LISTED ENTRIES Block Start
#[async_trait]
impl CloudDriver for AwsDriver {
    fn name(&self) -> &'static str {
        "aws"
    }

    async fn authenticate(&self) -> Result<()> {
        self.client
            .describe_regions()
            .send()
            .await
            .map_err(|e| CloudError::Auth(map_sdk_error(&e).to_string()))?;
        Ok(())
    }

    async fn list_machines(&self, filters: &MachineFilters) -> Result<Vec<Machine>> {
        let mut machines = Vec::new();
        let mut next_token: Option<String> = None;

        loop {
            let response = self
                .client
                .describe_instances()
                .set_next_token(next_token.take())
                .send()
                .await
                .map_err(|e| map_sdk_error(&e))?;

            for reservation in response.reservations() {
                for instance in reservation.instances() {
                    machines.push(self.parse_instance(instance));
                }
            }

            next_token = response.next_token().map(ToString::to_string);
            if next_token.is_none() {
                break;
            }
        }

        machines.retain(|m| filters.matches(m));
        Ok(machines)
    }

    async fn get_machine(&self, id: &str) -> Result<Machine> {
        let response = self
            .client
            .describe_instances()
            .instance_ids(id)
            .send()
            .await
            .map_err(|e| map_sdk_error(&e))?;

        response
            .reservations()
            .iter()
            .flat_map(aws_sdk_ec2::types::Reservation::instances)
            .next()
            .map(|instance| self.parse_instance(instance))
            .ok_or_else(|| CloudError::NotFound(id.to_string()))
    }

    async fn create_machine(&self, spec: &MachineSpec) -> Result<Machine> {
        let mut tags = vec![Tag::builder().key("Name").value(&spec.name).build()];
        for (key, value) in &spec.tags {
            tags.push(Tag::builder().key(key).value(value).build());
        }
        let tag_spec = TagSpecification::builder()
            .resource_type(ResourceType::Instance)
            .set_tags(Some(tags))
            .build();

        let mut request = self
            .client
            .run_instances()
            .image_id(&spec.image)
            .instance_type(InstanceType::from(spec.size.as_str()))
            .min_count(1)
            .max_count(1)
            .tag_specifications(tag_spec);

        if !spec.cloud_init.is_empty() {
            // EC2 requires base64-encoded user data.
            request = request.user_data(
                base64::engine::general_purpose::STANDARD.encode(&spec.cloud_init),
            );
        }
        if let Some(key_name) = spec.extra_str("key_name") {
            request = request.key_name(key_name);
        }

        let plan = network_plan(spec);
        if let Some(interface) = plan.interface {
            let nic = InstanceNetworkInterfaceSpecification::builder()
                .device_index(0)
                .subnet_id(interface.subnet_id)
                .associate_public_ip_address(true)
                .set_groups(if interface.security_group_ids.is_empty() {
                    None
                } else {
                    Some(interface.security_group_ids)
                })
                .build();
            request = request.network_interfaces(nic);
        } else {
            if let Some(subnet_id) = plan.subnet_id {
                request = request.subnet_id(subnet_id);
            }
            if !plan.security_group_ids.is_empty() {
                request = request.set_security_group_ids(Some(plan.security_group_ids));
            }
        }

        let response = request.send().await.map_err(|e| map_sdk_error(&e))?;
        response
            .instances()
            .first()
            .map(|instance| self.parse_instance(instance))
            .ok_or_else(|| CloudError::cloud("run_instances returned no instance"))
    }

    async fn destroy_machine(&self, id: &str) -> Result<()> {
        self.client
            .terminate_instances()
            .instance_ids(id)
            .send()
            .await
            .map_err(|e| map_sdk_error(&e))?;
        Ok(())
    }

    async fn start_machine(&self, id: &str) -> Result<()> {
        self.client
            .start_instances()
            .instance_ids(id)
            .send()
            .await
            .map_err(|e| map_sdk_error(&e))?;
        Ok(())
    }

    async fn stop_machine(&self, id: &str) -> Result<()> {
        self.client
            .stop_instances()
            .instance_ids(id)
            .send()
            .await
            .map_err(|e| map_sdk_error(&e))?;
        Ok(())
    }

    async fn reboot_machine(&self, id: &str) -> Result<()> {
        self.client
            .reboot_instances()
            .instance_ids(id)
            .send()
            .await
            .map_err(|e| map_sdk_error(&e))?;
        Ok(())
    }

    async fn list_images(&self, _filters: &MachineFilters) -> Result<Vec<Descriptor>> {
        let response = self
            .client
            .describe_images()
            .owners("self")
            .send()
            .await
            .map_err(|e| map_sdk_error(&e))?;

        Ok(response
            .images()
            .iter()
            .filter_map(|image| {
                let id = image.image_id()?;
                Some(Descriptor::new(id, image.name().unwrap_or(id)))
            })
            .collect())
    }

    async fn list_sizes(&self) -> Result<Vec<Descriptor>> {
        let mut sizes = Vec::new();
        let mut next_token: Option<String> = None;

        loop {
            let response = self
                .client
                .describe_instance_types()
                .set_next_token(next_token.take())
                .send()
                .await
                .map_err(|e| map_sdk_error(&e))?;

            for instance_type in response.instance_types() {
                if let Some(name) = instance_type.instance_type() {
                    sizes.push(Descriptor::new(name.as_str(), name.as_str()));
                }
            }

            next_token = response.next_token().map(ToString::to_string);
            if next_token.is_none() {
                break;
            }
        }
        Ok(sizes)
    }

    async fn list_regions(&self) -> Result<Vec<Descriptor>> {
        let response = self
            .client
            .describe_regions()
            .send()
            .await
            .map_err(|e| map_sdk_error(&e))?;

        Ok(response
            .regions()
            .iter()
            .filter_map(|region| {
                let name = region.region_name()?;
                Some(Descriptor::new(name, region.endpoint().unwrap_or(name)))
            })
            .collect())
    }

    async fn get_console_output(&self, id: &str) -> Result<String> {
        let response = self
            .client
            .get_console_output()
            .instance_id(id)
            .send()
            .await
            .map_err(|e| map_sdk_error(&e))?;

        let Some(encoded) = response.output() else {
            return Ok(String::new());
        };
        let decoded = base64::engine::general_purpose::STANDARD
            .decode(encoded)
            .map_err(|e| CloudError::cloud(format!("console output decode failed: {e}")))?;
        Ok(String::from_utf8_lossy(&decoded).into_owned())
    }
}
LISTED ENTRIES Block End
**THE TASK:**
Copy out the data above word for word, starting at its first line and ending with the line that contains "let mut tags".

**RESULT OF THE EXERCISE:**
#[async_trait]
impl CloudDriver for AwsDriver {
    fn name(&self) -> &'static str {
        "aws"
    }

    async fn authenticate(&self) -> Result<()> {
        self.client
            .describe_regions()
            .send()
            .await
            .map_err(|e| CloudError::Auth(map_sdk_error(&e).to_string()))?;
        Ok(())
    }

    async fn list_machines(&self, filters: &MachineFilters) -> Result<Vec<Machine>> {
        let mut machines = Vec::new();
        let mut next_token: Option<String> = None;

        loop {
            let response = self
                .client
                .describe_instances()
                .set_next_token(next_token.take())
                .send()
                .await
                .map_err(|e| map_sdk_error(&e))?;

            for reservation in response.reservations() {
                for instance in reservation.instances() {
                    machines.push(self.parse_instance(instance));
                }
            }

            next_token = response.next_token().map(ToString::to_string);
            if next_token.is_none() {
                break;
            }
        }

        machines.retain(|m| filters.matches(m));
        Ok(machines)
    }

    async fn get_machine(&self, id: &str) -> Result<Machine> {
        let response = self
            .client
            .describe_instances()
            .instance_ids(id)
            .send()
            .await
            .map_err(|e| map_sdk_error(&e))?;

        response
            .reservations()
            .iter()
            .flat_map(aws_sdk_ec2::types::Reservation::instances)
            .next()
            .map(|instance| self.parse_instance(instance))
            .ok_or_else(|| CloudError::NotFound(id.to_string()))
    }

    async fn create_machine(&self, spec: &MachineSpec) -> Result<Machine> {
        let mut tags = vec![Tag::builder().key("Name").value(&spec.name).build()];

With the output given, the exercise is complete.